Irene Augusta Moore West

 

Biographical Database of Black Woman Suffragists

Biographical Sketch of Irene Augusta Moore West, 1890-1975

 

By Lisa Hendrickson, Independent Historian

Irene Augusta Moore was born September 30, 1890 in Perry County, Alabama to Marshall J. Moore (1857-1922) and Agnes Violet McClain Moore (1863-1935). Both of her parents were school teachers and the family, including Irene and her siblings Inez, Henry, Scott, Edgar, and Albertine, lived at 720 Jackson Street in Montgomery, AL. Irene graduated from Alabama State Normal College, now Alabama State University and also attended Tuskegee and Hampton Institutes. After graduating, she became a teacher and continued to live at home. On October 7, 1915 she married Dr. Alexander Wayman West, a wealthy dentist who owned his own practice. Born March 22, 1883 in Alabama to Reverend Greene B. West and Elvia Edward West, Alexander completed his undergraduate schooling at Knoxville College and then graduated from Meharry Medical and Dental College in 1911. When Alexander registered for the WWI draft in 1918, they were living with his parents at 830 East Grove in Montgomery, AL. They had three children, Alexander W., Jr. (1917-1988), Irene B. (1919-2021), and Marshall Greenberry West (1918-1919). By 1930 they owned a home at 713 South Jackson Street, also in Montgomery.

As was the case across the South, the road to gaining suffrage for Black women in Alabama took many years to achieve. After a stall on early efforts in Alabama, woman suffrage picked up momentum in the 1910s. The Selma Suffrage League was created in 1910, followed by the creation of the Birmingham Equal Suffrage League in 1911. On October 9, 1912, Alabama suffragists formed a statewide group called the Alabama Equal Suffrage Association (AESA) by combining the Selma Suffrage League and the Birmingham Equal Suffrage League. The AESA was affiliated with the National American Woman Suffrage Association (NAWSA) and established its headquarters in Birmingham. The Alabama Federation of Colored Women's Clubs was created in 1910 and fought for woman suffrage in addition to working on other issues to improve the lives of people in their community. As the Alabama State Legislature was considering the Nineteenth Amendment in July of 1919, suffragists from all over Alabama traveled to Montgomery to lobby for woman suffrage. Due to the influence of strong anti-suffrage opponents and key senators, the amendment was rejected on July 17, 1919. Not a lot is known about Irene's suffrage involvement, but given her activist spirit, it is possible that she was part of the suffrage lobbying group. Later in life she was involved with the League of Women Voters.

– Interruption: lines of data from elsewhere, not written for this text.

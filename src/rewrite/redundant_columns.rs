//! Collapses duplicate column declarations within a select.
//!
//! Two columns declaring the same expression are one column; references to
//! the dropped names repoint at the kept one. Runs to a fixpoint because
//! repointing can make further declarations identical.

use super::Remapper;
use crate::ast::expr::ColumnRef;
use crate::ast::projector::Projection;
use crate::ast::query::Select;
use crate::ast::visit::{self, Rewriter};
use crate::binder::columns::ColumnMap;

pub fn run(mut projection: Projection) -> Projection {
    loop {
        let mut dedup = Dedup {
            renames: ColumnMap::new(),
        };
        projection = dedup.apply(projection);
        if dedup.renames.is_empty() {
            return projection;
        }
        projection = Remapper::new(&dedup.renames).apply(projection);
    }
}

struct Dedup {
    renames: ColumnMap,
}

impl Rewriter for Dedup {
    fn rewrite_select(&mut self, select: &Select) -> Option<Select> {
        let walked = visit::walk_select(self, select);
        let current = walked.as_ref().unwrap_or(select);
        let mut kept: Vec<crate::ast::query::ColumnDecl> =
            Vec::with_capacity(current.columns.len());
        let mut dropped = false;
        for decl in &current.columns {
            match kept.iter().find(|k| k.expr == decl.expr) {
                Some(keeper) => {
                    self.renames.insert(
                        (select.alias, decl.name.clone()),
                        ColumnRef::new(select.alias, keeper.name.clone(), keeper.sql_type()),
                    );
                    dropped = true;
                }
                None => kept.push(decl.clone()),
            }
        }
        if !dropped {
            return walked;
        }
        let mut out = current.clone();
        out.columns = kept;
        Some(out)
    }
}

#[cfg(test)]
mod tests {
    use super::*;
    use crate::ast::expr::Expr;
    use crate::ast::projector::Projector;
    use crate::ast::query::{ColumnDecl, Source, TableSource};
    use crate::ast::AliasGenerator;
    use crate::types::SqlType;

    #[test]
    fn test_distinct_declarations_are_untouched() {
        let mut aliases = AliasGenerator::new();
        let table = aliases.fresh();
        let mut select = Select::new(aliases.fresh());
        select.from = Some(Source::Table(TableSource {
            alias: table,
            name: "orders".into(),
        }));
        select.columns.push(ColumnDecl::new(
            "total",
            Expr::Column(ColumnRef::new(table, "total", SqlType::Decimal)),
        ));
        select.columns.push(ColumnDecl::new(
            "amount",
            Expr::Column(ColumnRef::new(table, "amount", SqlType::Decimal)),
        ));
        let mut dedup = Dedup {
            renames: ColumnMap::new(),
        };
        assert!(dedup.rewrite_select(&select).is_none());
        assert!(dedup.renames.is_empty());
    }

    #[test]
    fn test_duplicate_declaration_collapses_and_repoints() {
        let mut aliases = AliasGenerator::new();
        let table = aliases.fresh();
        let mut select = Select::new(aliases.fresh());
        let alias = select.alias;
        select.from = Some(Source::Table(TableSource {
            alias: table,
            name: "orders".into(),
        }));
        let expr = Expr::Column(ColumnRef::new(table, "total", SqlType::Decimal));
        select.columns.push(ColumnDecl::new("a", expr.clone()));
        select.columns.push(ColumnDecl::new("b", expr));
        let projector = Projector::Expr(Expr::Column(ColumnRef::new(
            alias,
            "b",
            SqlType::Decimal,
        )));
        let result = run(Projection::new(select, projector));
        assert_eq!(result.select.columns.len(), 1);
        match &result.projector {
            Projector::Expr(Expr::Column(c)) => assert_eq!(c.name, "a"),
            other => panic!("unexpected projector {:?}", other),
        }
    }
}
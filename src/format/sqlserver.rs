//! SQL Server dialect.

use super::dialect::{quote_if_needed, ApplyStyle, Dialect, PagingStyle};

pub struct SqlServer;

impl Dialect for SqlServer {
    fn name(&self) -> &'static str {
        "sqlserver"
    }

    fn quote_identifier(&self, name: &str) -> String {
        quote_if_needed(name, '[', ']')
    }

    fn placeholder(&self, ordinal: usize) -> String {
        format!("@p{}", ordinal)
    }

    fn paging_style(&self) -> PagingStyle {
        PagingStyle::RowNumber
    }

    fn apply_style(&self) -> Option<ApplyStyle> {
        Some(ApplyStyle::Apply)
    }

    fn bool_literal(&self, value: bool) -> &'static str {
        if value {
            "1"
        } else {
            "0"
        }
    }

    fn supports_multiple_commands(&self) -> bool {
        true
    }

    fn supports_scalar_subquery_in_select(&self) -> bool {
        false
    }

    fn generated_id_expression(&self) -> &'static str {
        "SCOPE_IDENTITY()"
    }
}

#[cfg(test)]
mod tests {
    use super::*;

    #[test]
    fn test_sqlserver_capabilities() {
        assert_eq!(SqlServer.placeholder(2), "@p2");
        assert_eq!(SqlServer.paging_style(), PagingStyle::RowNumber);
        assert_eq!(SqlServer.apply_style(), Some(ApplyStyle::Apply));
        assert_eq!(SqlServer.quote_identifier("order"), "[order]");
    }
}
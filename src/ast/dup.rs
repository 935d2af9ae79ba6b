//! Deep duplication of bound subtrees.
//!
//! Aliases are identities: a duplicated subtree must never share declaration
//! sites with its original, so every declared alias is re-allocated and all
//! references inside the copy are repointed.

use std::collections::HashMap;

use crate::ast::alias::{AliasGenerator, TableAlias};
use crate::ast::expr::{AggregateSubquery, ColumnRef, Expr};
use crate::ast::projector::Projection;
use crate::ast::query::{Select, Source, TableSource};
use crate::ast::visit::{self, Rewriter, Visitor};

/// Every alias declared by a select or table source within the tree.
pub fn declared_aliases(projection: &Projection) -> Vec<TableAlias> {
    let mut collector = DeclarationCollector::default();
    collector.visit_projection(projection);
    collector.found
}

#[derive(Default)]
struct DeclarationCollector {
    found: Vec<TableAlias>,
}

impl Visitor for DeclarationCollector {
    fn visit_select(&mut self, select: &Select) {
        self.found.push(select.alias);
        visit::visit_select_children(self, select);
    }

    fn visit_source(&mut self, source: &Source) {
        if let Source::Table(t) = source {
            self.found.push(t.alias);
        }
        visit::visit_source_children(self, source);
    }
}

/// Duplicate a projection, giving every declaration inside a fresh alias.
pub fn duplicate_projection(projection: &Projection, aliases: &mut AliasGenerator) -> Projection {
    let map: HashMap<TableAlias, TableAlias> = declared_aliases(projection)
        .into_iter()
        .map(|old| (old, aliases.fresh()))
        .collect();
    let mut duplicator = AliasDuplicator { map };
    Projection {
        select: duplicator
            .rewrite_select(&projection.select)
            .unwrap_or_else(|| projection.select.clone()),
        projector: duplicator
            .rewrite_projector(&projection.projector)
            .unwrap_or_else(|| projection.projector.clone()),
        aggregator: projection.aggregator,
    }
}

struct AliasDuplicator {
    map: HashMap<TableAlias, TableAlias>,
}

impl AliasDuplicator {
    fn renamed(&self, alias: TableAlias) -> TableAlias {
        self.map.get(&alias).copied().unwrap_or(alias)
    }
}

impl Rewriter for AliasDuplicator {
    fn rewrite_select(&mut self, select: &Select) -> Option<Select> {
        let mut out = visit::walk_select(self, select).unwrap_or_else(|| select.clone());
        out.alias = self.renamed(select.alias);
        Some(out)
    }

    fn rewrite_source(&mut self, source: &Source) -> Option<Source> {
        if let Source::Table(t) = source {
            return Some(Source::Table(TableSource {
                alias: self.renamed(t.alias),
                name: t.name.clone(),
            }));
        }
        visit::walk_source(self, source)
    }

    fn rewrite_expr(&mut self, expr: &Expr) -> Option<Expr> {
        match expr {
            Expr::Column(c) => {
                let renamed = self.renamed(c.alias);
                (renamed != c.alias).then(|| {
                    Expr::Column(ColumnRef::new(renamed, c.name.clone(), c.ty))
                })
            }
            Expr::AggregateSubquery(agg) => {
                let rewritten = visit::walk_expr(self, expr);
                let renamed = self.renamed(agg.group_alias);
                if renamed == agg.group_alias {
                    return rewritten;
                }
                let mut out = match rewritten {
                    Some(Expr::AggregateSubquery(a)) => *a,
                    _ => (**agg).clone(),
                };
                out.group_alias = renamed;
                Some(Expr::AggregateSubquery(Box::new(out)))
            }
            _ => visit::walk_expr(self, expr),
        }
    }
}

#[cfg(test)]
mod tests {
    use super::*;
    use crate::ast::projector::Projector;
    use crate::ast::query::ColumnDecl;
    use crate::types::SqlType;

    #[test]
    fn test_duplicate_shares_no_aliases() {
        let mut aliases = AliasGenerator::new();
        let table = aliases.fresh();
        let mut select = Select::new(aliases.fresh());
        select.from = Some(Source::Table(TableSource {
            alias: table,
            name: "orders".to_string(),
        }));
        select.columns.push(ColumnDecl::new(
            "id",
            Expr::Column(ColumnRef::new(table, "id", SqlType::Int)),
        ));
        let projector = Projector::Expr(Expr::Column(ColumnRef::new(
            select.alias,
            "id",
            SqlType::Int,
        )));
        let original = Projection::new(select, projector);

        let copy = duplicate_projection(&original, &mut aliases);

        let before = declared_aliases(&original);
        let after = declared_aliases(&copy);
        assert_eq!(before.len(), after.len());
        for alias in &after {
            assert!(!before.contains(alias));
        }
        // References moved along with the declarations.
        match &copy.projector {
            Projector::Expr(Expr::Column(c)) => assert_eq!(c.alias, copy.select.alias),
            other => panic!("unexpected projector {:?}", other),
        }
    }
}
//! Projectors: how result values are rebuilt from retrieved columns.

use serde::{Deserialize, Serialize};

use crate::ast::expr::Expr;
use crate::ast::query::Select;

/// How to collapse the materialized row sequence into a scalar/singleton.
#[derive(Debug, Clone, Copy, PartialEq, Eq, Serialize, Deserialize)]
pub enum Aggregator {
    /// Exactly one row; zero or many is an error.
    Single,
    /// At most one row; zero yields null.
    SingleOrDefault,
    /// At least one row; zero is an error.
    First,
    /// Zero rows yields null.
    FirstOrDefault,
}

/// A relationship materialized by a second round trip plus an in-memory
/// lookup keyed by `inner_keys`, probed with the parent row's `outer_keys`.
#[derive(Debug, Clone, PartialEq, Serialize, Deserialize)]
pub struct ClientJoin {
    pub projection: Projection,
    pub outer_keys: Vec<Expr>,
    pub inner_keys: Vec<Expr>,
}

/// A relationship member loaded lazily: its query runs only when the member
/// is first accessed, parameterized by the parent's key values.
#[derive(Debug, Clone, PartialEq, Serialize, Deserialize)]
pub struct DeferredMember {
    pub projection: Projection,
    pub outer_keys: Vec<Expr>,
    /// Parameter names the deferred select binds the outer keys to.
    pub key_params: Vec<String>,
}

/// Expression describing how to reconstruct one result value from columns.
#[derive(Debug, Clone, PartialEq, Serialize, Deserialize)]
pub enum Projector {
    /// A scalar value read.
    Expr(Expr),
    /// Reconstructs one mapped entity from member projectors.
    Entity {
        entity: String,
        members: Vec<(String, Projector)>,
    },
    /// An anonymous composite value.
    Record(Vec<(String, Projector)>),
    /// A value on the nullable side of an outer join: `inner` is only
    /// meaningful when `test` is non-null.
    OuterJoined {
        test: Box<Expr>,
        inner: Box<Projector>,
    },
    /// A correlated nested sequence, awaiting the singleton/client-join
    /// rewrites. Never reaches the formatter.
    Subquery(Box<Projection>),
    ClientJoin(Box<ClientJoin>),
    Deferred(Box<DeferredMember>),
}

impl Projector {
    pub fn scalar(expr: Expr) -> Projector {
        Projector::Expr(expr)
    }

    /// Visit every scalar expression directly owned by this projector tree,
    /// without descending into nested projections.
    pub fn own_exprs<'a>(&'a self, out: &mut Vec<&'a Expr>) {
        match self {
            Projector::Expr(e) => out.push(e),
            Projector::Entity { members, .. } | Projector::Record(members) => {
                for (_, m) in members {
                    m.own_exprs(out);
                }
            }
            Projector::OuterJoined { test, inner } => {
                out.push(test);
                inner.own_exprs(out);
            }
            Projector::Subquery(_) | Projector::ClientJoin(_) | Projector::Deferred(_) => {}
        }
    }
}

/// The unit of a finished query: what SQL must retrieve plus how to rebuild
/// result values, plus an optional row-sequence collapse.
#[derive(Debug, Clone, PartialEq, Serialize, Deserialize)]
pub struct Projection {
    pub select: Select,
    pub projector: Projector,
    pub aggregator: Option<Aggregator>,
}

impl Projection {
    pub fn new(select: Select, projector: Projector) -> Self {
        Self {
            select,
            projector,
            aggregator: None,
        }
    }

    pub fn with_aggregator(mut self, aggregator: Aggregator) -> Self {
        self.aggregator = Some(aggregator);
        self
    }
}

After the Nineteenth Amendment was ratified (Alabama did not ratify it until 1953), African American women were frequently thwarted in their attempts to register to vote, blocked by obstructionist tactics including outright refusals, threats, poll taxes, and literacy tests. In the book titled Suffrage at 100: Women in American Politics Since 1920, Stacie Taranto and Leandra Zarnow write that, "In Montgomery, Alabama, registrars turned away three pairs of husbands and wives: the Reverend P. W. Walls, who was the pastor of the A.M.E. Church, and 'wife', Professor Harry S. Murphy, who was a former secretary of the Montgomery NAACP, 'and wife', and Dr. A.W. West, and 'wife'. The wives were unnamed, but apparently the ratification of the Nineteenth Amendment sent not only them but also their husbands to the polls. These men were described as "prominent members of the race," a status their wives presumably shared. That status, however, did not shield them from discrimination at the registrar's office." Taranto and Zarnow also discuss the reasons why husbands and wives might have gone together to register to vote explaining that, "the company was welcome because it offered a measure of safety and because the presence of 'respectable' associates might reduce the odds that applicants would be treated with discourtesy." All three couples who were denied the right to vote were members of the St. John A. M. E. Church where Reverend Polk W. Walls was the pastor.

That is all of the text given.